La bataille de Rhodes est un affrontement de la campagne du Dodécanèse en septembre 1943 ayant opposé les forces italiennes et allemandes pour le contrôle de l'île grecque de Rhodes, dans les îles du Dodécanèse, alors détenues par les Italiens dans la mer Égée.

Contexte

Au moment de l'annonce de l'armistice de Cassibile, le 8 septembre 1943, l'amiral Inigo Campioni est gouverneur du Dodécanèse italien, des Cyclades et des Sporades du Nord ; siégeant à Rhodes. Le commandant militaire des forces italiennes dans ces archipels est le contre-amiral Carlo Daviso di Charvensod (en).

En l'absence d'ordres des hauts commandements et du manque d'informations sur la situation générale des forces armées italiennes, le haut commandement des forces armées italiennes en mer Égée (Egeomil), dont le quartier général est à Rhodes, doit trancher entrer choisir entre continuer à combattre aux côtés des forces allemandes ou rester fidèle à Victor-Emmanuel III. Comme beaucoup d'autres commandements, les commandements italiens en mer Égée décident de considérer les Allemands comme des ennemis, conduisant ainsi à l'invasion allemande des îles.

Dispositions italienne face à une attaque imminente

L'annonce de l'armistice surprend complètement les dirigeants et les soldats italiens à Rhodes ; le mémorandum contenant les instructions du commandement suprême italien à Egeomil devait être envoyé par avion, mais le mauvais temps l'avait empêché et le messager était toujours à Pescara le 9 septembre.

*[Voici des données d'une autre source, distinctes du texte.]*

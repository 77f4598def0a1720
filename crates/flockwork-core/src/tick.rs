//! Tick cycle: the seven-phase loop that advances a [`SimulationWorld`].
//!
//! Each tick runs through these phases:
//!
//! 1. **Begin** -- advance the clock, apply pending index updates, start a
//!    new neighbor-cache generation, snapshot every agent's kinematics, and
//!    run resource respawn timers.
//!
//! 2. **Messages** -- deliver up to `max_messages_per_tick` queued messages
//!    in FIFO order. The rest wait for the next tick.
//!
//! 3. **FSM** -- every live agent runs its state's execute hook and
//!    transition check.
//!
//! 4. **Formations** -- the coordinator queues a slot update for each
//!    occupant. They are delivered in the next tick's message phase.
//!
//! 5. **Batch** -- when enabled and the live population reaches
//!    `batch.min_agents`, flocking forces are computed in parallel and
//!    applied as external forces.
//!
//! 6. **Forces** -- every agent sums its steering forces, clamps them, and
//!    integrates.
//!
//! 7. **Flush** -- apply index updates for agents that moved and queue the
//!    messages agents sent during the tick.
//!
//! All neighbor queries within a tick read the Begin snapshot, so the
//! outcome does not depend on the order agents are updated in. Given the
//! same seed and the same commands, a run is fully deterministic.

use std::collections::BTreeMap;

use flockwork_agents::AgentContext;
use flockwork_types::{Message, MessageTarget, ResourceNodeId, StateKind};
use serde::Serialize;
use tracing::{debug, info, trace};

use crate::bus::Delivery;
use crate::error::SimulationError;
use crate::neighbor_cache::SnapshotNeighbors;
use crate::world::SimulationWorld;

/// Summary of a single tick's execution.
#[derive(Debug, Clone, PartialEq, Serialize)]
pub struct TickSummary {
    /// The tick number that was executed.
    pub tick: u64,
    /// Simulation time at the end of the tick.
    pub time: f64,
    /// Duration of the tick in seconds.
    pub dt: f32,
    /// Number of agents, dead ones included.
    pub agents: usize,
    /// Number of agents alive at the end of the tick.
    pub alive: usize,
    /// Messages delivered this tick.
    pub messages_delivered: usize,
    /// Messages dropped this tick because their recipient was gone.
    pub messages_dropped: usize,
    /// Messages still queued after the tick.
    pub messages_pending: usize,
    /// Formation slot updates queued this tick.
    pub formation_updates: usize,
    /// Whether the parallel batch path computed flocking this tick.
    pub batch_used: bool,
    /// Agents that changed spatial-index cells this tick.
    pub cell_changes: usize,
    /// Resource nodes that refilled this tick.
    pub respawned: Vec<ResourceNodeId>,
    /// Agent count per state at the end of the tick.
    pub states: BTreeMap<StateKind, usize>,
}

impl SimulationWorld {
    /// Run one tick of `dt` seconds.
    ///
    /// # Errors
    ///
    /// Returns [`SimulationError::Clock`] if `dt` is negative or not finite,
    /// or if the tick counter is exhausted. The world is unchanged on error.
    pub fn tick(&mut self, dt: f32) -> Result<TickSummary, SimulationError> {
        // --- Phase 1: Begin ---
        let start_time = self.clock.time();
        let tick = self.clock.advance(dt)?;
        let respawned = self.phase_begin(tick, dt);
        debug!(tick, time = start_time, agents = self.agents.len(), "Tick started");

        // --- Phase 2: Messages ---
        let (messages_delivered, messages_dropped) = self.phase_messages(tick, start_time, dt);

        // --- Phase 3: FSM ---
        self.phase_fsm(tick, start_time, dt);

        // --- Phase 4: Formations ---
        let snapshot = &self.snapshot;
        let formation_updates = self
            .formations
            .update(|id| snapshot.get(id).copied(), &mut self.bus, start_time);

        // --- Phase 5: Batch ---
        let batch_used = self.phase_batch();

        // --- Phase 6: Forces + integration ---
        self.phase_forces(tick, start_time, dt, batch_used);

        // --- Phase 7: Flush ---
        let cell_changes = self.flush_dirty_positions();
        let outgoing = self.outbox.len();
        for message in self.outbox.drain(..) {
            self.bus.enqueue(message);
        }

        let summary = TickSummary {
            tick,
            time: self.clock.time(),
            dt,
            agents: self.agents.len(),
            alive: self.alive_count(),
            messages_delivered,
            messages_dropped,
            messages_pending: self.bus.len(),
            formation_updates,
            batch_used,
            cell_changes,
            respawned,
            states: self.state_counts(),
        };
        debug!(
            tick,
            alive = summary.alive,
            delivered = messages_delivered,
            sent = outgoing,
            pending = summary.messages_pending,
            batch = batch_used,
            cell_changes,
            "Tick completed"
        );
        Ok(summary)
    }

    /// Run one tick of the configured fixed timestep.
    ///
    /// # Errors
    ///
    /// Same as [`tick`](Self::tick).
    pub fn step(&mut self) -> Result<TickSummary, SimulationError> {
        self.tick(self.config.world.fixed_dt)
    }

    /// Run `ticks` fixed-timestep ticks and return the last summary.
    ///
    /// # Errors
    ///
    /// Stops at the first failing tick.
    pub fn run(&mut self, ticks: u64) -> Result<Option<TickSummary>, SimulationError> {
        let mut last = None;
        for _ in 0..ticks {
            last = Some(self.step()?);
        }
        if let Some(summary) = &last {
            info!(tick = summary.tick, time = summary.time, alive = summary.alive, "Run finished");
        }
        Ok(last)
    }

    /// Phase 1: Begin.
    fn phase_begin(&mut self, tick: u64, dt: f32) -> Vec<ResourceNodeId> {
        self.flush_dirty_positions();
        self.cache.begin_tick(tick);
        self.rebuild_snapshot();
        let respawned = self.resources.tick(dt);
        for node in &respawned {
            debug!(tick, node = %node, "Resource node respawned");
        }
        respawned
    }

    /// Phase 2: Messages.
    fn phase_messages(&mut self, tick: u64, time: f64, dt: f32) -> (usize, usize) {
        let max = self.config.messaging.max_messages_per_tick;
        let Self {
            agents,
            bus,
            index,
            resources,
            obstacles,
            cache,
            snapshot,
            outbox,
            ..
        } = self;
        let mut neighbors = SnapshotNeighbors::new(snapshot, index, cache);
        let mut ctx = AgentContext {
            time,
            dt,
            tick,
            neighbors: &mut neighbors,
            obstacles: obstacles.as_deref(),
            resources,
            outbox,
            flocking_offloaded: false,
        };

        bus.process(max, |message: Message| match message.target() {
            MessageTarget::Agent(id) => match agents.get_mut(&id) {
                Some(agent) => {
                    agent.handle_message(&message, &mut ctx);
                    Delivery::Delivered
                }
                None => {
                    trace!(tick, agent = %id, kind = ?message.kind(), "Recipient gone");
                    Delivery::Dropped
                }
            },
            MessageTarget::Broadcast => {
                let sender = message.sender();
                for (id, agent) in agents.iter_mut() {
                    if Some(*id) != sender && agent.is_alive() {
                        agent.handle_message(&message, &mut ctx);
                    }
                }
                Delivery::Delivered
            }
        })
    }

    /// Phase 3: FSM.
    fn phase_fsm(&mut self, tick: u64, time: f64, dt: f32) {
        let Self {
            agents,
            index,
            resources,
            obstacles,
            cache,
            snapshot,
            outbox,
            ..
        } = self;
        let mut neighbors = SnapshotNeighbors::new(snapshot, index, cache);
        let mut ctx = AgentContext {
            time,
            dt,
            tick,
            neighbors: &mut neighbors,
            obstacles: obstacles.as_deref(),
            resources,
            outbox,
            flocking_offloaded: false,
        };
        for agent in agents.values_mut() {
            agent.step_state(&mut ctx);
        }
    }

    /// Phase 5: Batch. Returns whether the batch path ran.
    fn phase_batch(&mut self) -> bool {
        if !self.config.batch.enabled {
            return false;
        }
        let alive = self.alive_count();
        if alive < self.config.batch.min_agents.max(1) {
            return false;
        }
        self.batch.compute(self.agents.values(), self.snapshot.entries());
        let applied = self.batch.apply(self.agents.values_mut());
        debug!(alive, applied, "Batch flocking applied");
        true
    }

    /// Phase 6: Forces + integration.
    fn phase_forces(&mut self, tick: u64, time: f64, dt: f32, flocking_offloaded: bool) {
        let Self {
            agents,
            index,
            resources,
            obstacles,
            cache,
            snapshot,
            outbox,
            ..
        } = self;
        let mut neighbors = SnapshotNeighbors::new(snapshot, index, cache);
        let mut ctx = AgentContext {
            time,
            dt,
            tick,
            neighbors: &mut neighbors,
            obstacles: obstacles.as_deref(),
            resources,
            outbox,
            flocking_offloaded,
        };
        for agent in agents.values_mut() {
            let force = agent.compute_steering(&mut ctx);
            agent.integrate(force, dt);
        }
    }
}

Dans la soirée du 8 septembre, Campioni demande au général Forgiero de contacter Ulrich Kleemann pour l'exhorter à ne pas donner d'ordres pouvant provoquer des réactions italiennes, celui-ci réagit calmement, déclarant coopérer. Vers 20 h 30, peu après l'arrivée de la nouvelle de l'armistice, Campioni tient une réunion au Palais du Grand Maître ; cependant, ne disposant d'aucun ordre précis sur la façon d'agir, aucune décision n'est prise. Le lieutenant-colonel Marcello Fossetta, responsable de la base aérienne de Maritsa, informe le commandement que les troupes allemandes gardant l'aéroport sont rassemblées sans armes et regardent un film. Bien qu'une attaque soudaine serait facile à mener, il ne reçoit aucun ordre d'attaque, sur la base des promesses précédentes de Kleeman. Campioni ne dispose que de la proclamation de Badoglio, qui avait été diffusée dans les autres îles du Dodécanèse, mettant en évidence la dernière phrase, qui ordonnait aux forces italiennes de réagir « à d'éventuelles attaques de toute autre source [que les Alliés] ».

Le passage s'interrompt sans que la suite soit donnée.